Extracted data entries:
=-=-=

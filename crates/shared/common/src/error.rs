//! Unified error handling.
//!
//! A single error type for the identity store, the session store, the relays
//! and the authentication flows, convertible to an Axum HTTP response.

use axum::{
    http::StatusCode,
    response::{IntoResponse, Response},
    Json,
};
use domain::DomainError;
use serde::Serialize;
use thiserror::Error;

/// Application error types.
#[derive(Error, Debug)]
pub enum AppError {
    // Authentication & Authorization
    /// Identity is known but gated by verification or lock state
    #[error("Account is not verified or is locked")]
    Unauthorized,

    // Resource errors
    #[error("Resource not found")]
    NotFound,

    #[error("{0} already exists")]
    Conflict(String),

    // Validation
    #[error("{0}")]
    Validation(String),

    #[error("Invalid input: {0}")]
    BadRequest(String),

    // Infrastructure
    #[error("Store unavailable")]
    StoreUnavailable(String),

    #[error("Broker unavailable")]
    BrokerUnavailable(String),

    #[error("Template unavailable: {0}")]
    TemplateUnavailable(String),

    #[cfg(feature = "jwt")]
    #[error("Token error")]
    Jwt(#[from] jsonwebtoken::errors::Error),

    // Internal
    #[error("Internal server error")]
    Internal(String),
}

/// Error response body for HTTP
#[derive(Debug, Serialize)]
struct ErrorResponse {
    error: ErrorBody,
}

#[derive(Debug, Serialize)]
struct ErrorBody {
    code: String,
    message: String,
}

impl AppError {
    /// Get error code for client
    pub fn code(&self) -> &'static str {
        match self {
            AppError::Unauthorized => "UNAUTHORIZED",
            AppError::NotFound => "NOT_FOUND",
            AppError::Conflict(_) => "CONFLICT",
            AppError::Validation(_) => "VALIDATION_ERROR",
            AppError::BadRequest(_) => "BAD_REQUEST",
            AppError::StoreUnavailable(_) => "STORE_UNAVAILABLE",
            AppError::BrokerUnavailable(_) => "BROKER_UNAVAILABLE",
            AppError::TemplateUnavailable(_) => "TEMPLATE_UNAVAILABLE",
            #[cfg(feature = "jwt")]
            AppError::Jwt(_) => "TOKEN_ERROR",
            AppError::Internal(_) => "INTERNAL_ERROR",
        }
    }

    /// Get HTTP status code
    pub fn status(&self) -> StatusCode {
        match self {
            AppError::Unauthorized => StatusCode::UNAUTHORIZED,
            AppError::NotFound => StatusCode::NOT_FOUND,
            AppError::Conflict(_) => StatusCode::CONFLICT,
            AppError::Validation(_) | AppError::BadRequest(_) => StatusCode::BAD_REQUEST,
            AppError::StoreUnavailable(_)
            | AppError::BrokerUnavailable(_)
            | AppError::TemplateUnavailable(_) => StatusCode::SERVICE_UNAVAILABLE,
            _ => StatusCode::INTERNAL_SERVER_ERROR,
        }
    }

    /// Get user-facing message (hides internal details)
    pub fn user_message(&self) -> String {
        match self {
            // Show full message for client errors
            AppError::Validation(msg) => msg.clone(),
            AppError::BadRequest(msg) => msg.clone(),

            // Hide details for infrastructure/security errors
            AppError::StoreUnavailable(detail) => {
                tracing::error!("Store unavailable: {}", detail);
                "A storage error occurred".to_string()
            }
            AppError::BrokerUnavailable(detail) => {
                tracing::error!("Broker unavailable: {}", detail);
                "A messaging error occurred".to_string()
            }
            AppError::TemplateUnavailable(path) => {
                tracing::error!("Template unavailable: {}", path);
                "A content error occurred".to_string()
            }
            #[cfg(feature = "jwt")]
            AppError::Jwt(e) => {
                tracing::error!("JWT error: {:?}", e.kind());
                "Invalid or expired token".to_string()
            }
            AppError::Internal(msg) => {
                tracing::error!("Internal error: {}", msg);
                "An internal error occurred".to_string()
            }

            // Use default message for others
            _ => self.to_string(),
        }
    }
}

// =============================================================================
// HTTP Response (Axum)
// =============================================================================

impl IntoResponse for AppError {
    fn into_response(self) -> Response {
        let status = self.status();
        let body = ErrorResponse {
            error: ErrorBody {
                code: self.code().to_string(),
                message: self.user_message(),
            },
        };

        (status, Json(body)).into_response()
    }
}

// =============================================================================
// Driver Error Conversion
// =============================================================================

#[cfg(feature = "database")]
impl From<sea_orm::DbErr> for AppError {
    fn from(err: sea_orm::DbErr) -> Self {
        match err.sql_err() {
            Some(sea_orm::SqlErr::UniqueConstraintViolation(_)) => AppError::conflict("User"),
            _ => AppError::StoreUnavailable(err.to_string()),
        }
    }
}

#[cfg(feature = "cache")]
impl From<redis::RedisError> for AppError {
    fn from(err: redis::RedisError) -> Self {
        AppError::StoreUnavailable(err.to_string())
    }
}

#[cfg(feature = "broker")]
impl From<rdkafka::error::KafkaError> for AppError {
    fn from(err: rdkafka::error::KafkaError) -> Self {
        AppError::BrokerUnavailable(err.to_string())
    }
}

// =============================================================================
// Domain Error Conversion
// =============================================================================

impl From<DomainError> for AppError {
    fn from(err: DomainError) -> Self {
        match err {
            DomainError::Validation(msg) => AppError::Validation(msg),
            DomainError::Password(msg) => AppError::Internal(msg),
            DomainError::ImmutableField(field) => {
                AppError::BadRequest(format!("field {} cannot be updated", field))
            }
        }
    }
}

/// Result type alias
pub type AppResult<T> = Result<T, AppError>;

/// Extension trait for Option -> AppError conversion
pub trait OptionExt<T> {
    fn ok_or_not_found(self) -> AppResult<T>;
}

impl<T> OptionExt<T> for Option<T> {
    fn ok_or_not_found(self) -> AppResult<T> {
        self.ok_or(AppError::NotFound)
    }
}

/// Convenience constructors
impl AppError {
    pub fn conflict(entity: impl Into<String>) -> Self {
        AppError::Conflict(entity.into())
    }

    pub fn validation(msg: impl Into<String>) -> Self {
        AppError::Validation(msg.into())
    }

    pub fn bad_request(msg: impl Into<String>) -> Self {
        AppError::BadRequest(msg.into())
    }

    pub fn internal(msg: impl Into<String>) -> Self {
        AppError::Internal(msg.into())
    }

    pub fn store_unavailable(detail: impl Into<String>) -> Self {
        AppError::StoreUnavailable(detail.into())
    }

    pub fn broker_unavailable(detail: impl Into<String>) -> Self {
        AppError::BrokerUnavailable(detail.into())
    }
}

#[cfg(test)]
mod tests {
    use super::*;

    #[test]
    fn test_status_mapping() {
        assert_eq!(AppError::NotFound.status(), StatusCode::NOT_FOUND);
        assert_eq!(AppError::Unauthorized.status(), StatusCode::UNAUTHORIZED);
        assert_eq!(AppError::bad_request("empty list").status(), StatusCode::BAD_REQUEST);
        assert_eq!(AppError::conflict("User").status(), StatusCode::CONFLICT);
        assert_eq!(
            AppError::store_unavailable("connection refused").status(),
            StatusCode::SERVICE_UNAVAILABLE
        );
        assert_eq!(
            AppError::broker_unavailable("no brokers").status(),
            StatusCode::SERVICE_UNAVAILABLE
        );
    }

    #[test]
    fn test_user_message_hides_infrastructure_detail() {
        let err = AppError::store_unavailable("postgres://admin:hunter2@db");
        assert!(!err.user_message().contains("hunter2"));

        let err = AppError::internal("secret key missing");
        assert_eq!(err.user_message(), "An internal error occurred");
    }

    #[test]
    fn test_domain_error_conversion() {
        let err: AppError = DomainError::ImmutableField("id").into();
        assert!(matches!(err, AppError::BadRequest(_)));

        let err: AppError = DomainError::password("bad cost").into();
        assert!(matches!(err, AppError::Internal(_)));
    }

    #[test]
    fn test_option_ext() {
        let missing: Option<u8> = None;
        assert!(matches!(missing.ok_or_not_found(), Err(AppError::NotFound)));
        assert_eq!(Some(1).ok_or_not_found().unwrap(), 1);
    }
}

=-=-=

Could you output all of the records above exactly as given?

filename crates/shared/common/src/error.rs
//! Unified error handling.
//!
//! A single error type for the identity store, the session store, the relays
//! and the authentication flows, convertible to an Axum HTTP response.

use axum::{
    http::StatusCode,
    response::{IntoResponse, Response},
    Json,
};
use domain::DomainError;
use serde::Serialize;
use thiserror::Error;

/// Application error types.
#[derive(Error, Debug)]
pub enum AppError {
    // Authentication & Authorization
    /// Identity is known but gated by verification or lock state
    #[error("Account is not verified or is locked")]
    Unauthorized,

    // Resource errors
    #[error("Resource not found")]
    NotFound,

    #[error("{0} already exists")]
    Conflict(String),

    // Validation
    #[error("{0}")]
    Validation(String),

    #[error("Invalid input: {0}")]
    BadRequest(String),

    // Infrastructure
    #[error("Store unavailable")]
    StoreUnavailable(String),

    #[error("Broker unavailable")]
    BrokerUnavailable(String),

    #[error("Template unavailable: {0}")]
    TemplateUnavailable(String),

    #[cfg(feature = "jwt")]
    #[error("Token error")]
    Jwt(#[from] jsonwebtoken::errors::Error),

    // Internal
    #[error("Internal server error")]
    Internal(String),
}

/// Error response body for HTTP
#[derive(Debug, Serialize)]
struct ErrorResponse {
    error: ErrorBody,
}

#[derive(Debug, Serialize)]
struct ErrorBody {
    code: String,
    message: String,
}

impl AppError {
    /// Get error code for client
    pub fn code(&self) -> &'static str {
        match self {
            AppError::Unauthorized => "UNAUTHORIZED",
            AppError::NotFound => "NOT_FOUND",
            AppError::Conflict(_) => "CONFLICT",
            AppError::Validation(_) => "VALIDATION_ERROR",
            AppError::BadRequest(_) => "BAD_REQUEST",
            AppError::StoreUnavailable(_) => "STORE_UNAVAILABLE",
            AppError::BrokerUnavailable(_) => "BROKER_UNAVAILABLE",
            AppError::TemplateUnavailable(_) => "TEMPLATE_UNAVAILABLE",
            #[cfg(feature = "jwt")]
            AppError::Jwt(_) => "TOKEN_ERROR",
            AppError::Internal(_) => "INTERNAL_ERROR",
        }
    }

    /// Get HTTP status code
    pub fn status(&self) -> StatusCode {
        match self {
            AppError::Unauthorized => StatusCode::UNAUTHORIZED,
            AppError::NotFound => StatusCode::NOT_FOUND,
            AppError::Conflict(_) => StatusCode::CONFLICT,
            AppError::Validation(_) | AppError::BadRequest(_) => StatusCode::BAD_REQUEST,
            AppError::StoreUnavailable(_)
            | AppError::BrokerUnavailable(_)
            | AppError::TemplateUnavailable(_) => StatusCode::SERVICE_UNAVAILABLE,
            _ => StatusCode::INTERNAL_SERVER_ERROR,
        }
    }

    /// Get user-facing message (hides internal details)
    pub fn user_message(&self) -> String {
        match self {
            // Show full message for client errors
            AppError::Validation(msg) => msg.clone(),
            AppError::BadRequest(msg) => msg.clone(),

            // Hide details for infrastructure/security errors
            AppError::StoreUnavailable(detail) => {
                tracing::error!("Store unavailable: {}", detail);
                "A storage error occurred".to_string()
            }
            AppError::BrokerUnavailable(detail) => {
                tracing::error!("Broker unavailable: {}", detail);
                "A messaging error occurred".to_string()
            }
            AppError::TemplateUnavailable(path) => {
                tracing::error!("Template unavailable: {}", path);
                "A content error occurred".to_string()
            }
            #[cfg(feature = "jwt")]
            AppError::Jwt(e) => {
                tracing::error!("JWT error: {:?}", e.kind());
                "Invalid or expired token".to_string()
            }
            AppError::Internal(msg) => {
                tracing::error!("Internal error: {}", msg);
                "An internal error occurred".to_string()
            }

            // Use default message for others
            _ => self.to_string(),
        }
    }
}

// =============================================================================
// HTTP Response (Axum)
// =============================================================================

impl IntoResponse for AppError {
    fn into_response(self) -> Response {
        let status = self.status();
        let body = ErrorResponse {
            error: ErrorBody {
                code: self.code().to_string(),
                message: self.user_message(),
            },
        };

        (status, Json(body)).into_response()
    }
}

// =============================================================================
// Driver Error Conversion
// =============================================================================

#[cfg(feature = "database")]
impl From<sea_orm::DbErr> for AppError {
    fn from(err: sea_orm::DbErr) -> Self {
        match err.sql_err() {
            Some(sea_orm::SqlErr::UniqueConstraintViolation(_)) => AppError::conflict("User"),
            _ => AppError::StoreUnavailable(err.to_string()),
        }
    }
}

#[cfg(feature = "cache")]
impl From<redis::RedisError> for AppError {
    fn from(err: redis::RedisError) -> Self {
        AppError::StoreUnavailable(err.to_string())
    }
}

#[cfg(feature = "broker")]
impl From<rdkafka::error::KafkaError> for AppError {
    fn from(err: rdkafka::error::KafkaError) -> Self {
        AppError::BrokerUnavailable(err.to_string())
    }
}

// =============================================================================
// Domain Error Conversion
// =============================================================================

impl From<DomainError> for AppError {
    fn from(err: DomainError) -> Self {
        match err {
            DomainError::Validation(msg) => AppError::Validation(msg),
            DomainError::Password(msg) => AppError::Internal(msg),
            DomainError::ImmutableField(field) => {
                AppError::BadRequest(format!("field {} cannot be updated", field))
            }
        }
    }
}

/// Result type alias
pub type AppResult<T> = Result<T, AppError>;

/// Extension trait for Option -> AppError conversion
pub trait OptionExt<T> {
    fn ok_or_not_found(self) -> AppResult<T>;
}

impl<T> OptionExt<T> for Option<T> {
    fn ok_or_not_found(self) -> AppResult<T> {
        self.ok_or(AppError::NotFound)
    }
}

/// Convenience constructors
impl AppError {
    pub fn conflict(entity: impl Into<String>) -> Self {
        AppError::Conflict(entity.into())
    }

    pub fn validation(msg: impl Into<String>) -> Self {
        AppError::Validation(msg.into())
    }

    pub fn bad_request(msg: impl Into<String>) -> Self {
        AppError::BadRequest(msg.into())
    }

    pub fn internal(msg: impl Into<String>) -> Self {
        AppError::Internal(msg.into())
    }

    pub fn store_unavailable(detail: impl Into<String>) -> Self {
        AppError::StoreUnavailable(detail.into())
    }

    pub fn broker_unavailable(detail: impl Into<String>) -> Self {
        AppError::BrokerUnavailable(detail.into())
    }
}

#[cfg(test)]
mod tests {
    use super::*;

    #[test]
    fn test_status_mapping() {
        assert_eq!(AppError::NotFound.status(), StatusCode::NOT_FOUND);
        assert_eq!(AppError::Unauthorized.status(), StatusCode::UNAUTHORIZED);
        assert_eq!(AppError::bad_request("empty list").status(), StatusCode::BAD_REQUEST);
        assert_eq!(AppError::conflict("User").status(), StatusCode::CONFLICT);
        assert_eq!(
            AppError::store_unavailable("connection refused").status(),
            StatusCode::SERVICE_UNAVAILABLE
        );
        assert_eq!(
            AppError::broker_unavailable("no brokers").status(),
            StatusCode::SERVICE_UNAVAILABLE
        );
    }

    #[test]
    fn test_user_message_hides_infrastructure_detail() {
        let err = AppError::store_unavailable("postgres://admin:hunter2@db");
        assert!(!err.user_message().contains("hunter2"));

        let err = AppError::internal("secret key missing");
        assert_eq!(err.user_message(), "An internal error occurred");
    }

    #[test]
    fn test_domain_error_conversion() {
        let err: AppError = DomainError::ImmutableField("id").into();
        assert!(matches!(err, AppError::BadRequest(_)));

        let err: AppError = DomainError::password("bad cost").into();
        assert!(matches!(err, AppError::Internal(_)));
    }

    #[test]
    fn test_option_ext() {
        let missing: Option<u8> = None;
        assert!(matches!(missing.ok_or_not_found(), Err(AppError::NotFound)));
        assert_eq!(Some(1).ok_or_not_found().unwrap(), 1);
    }
}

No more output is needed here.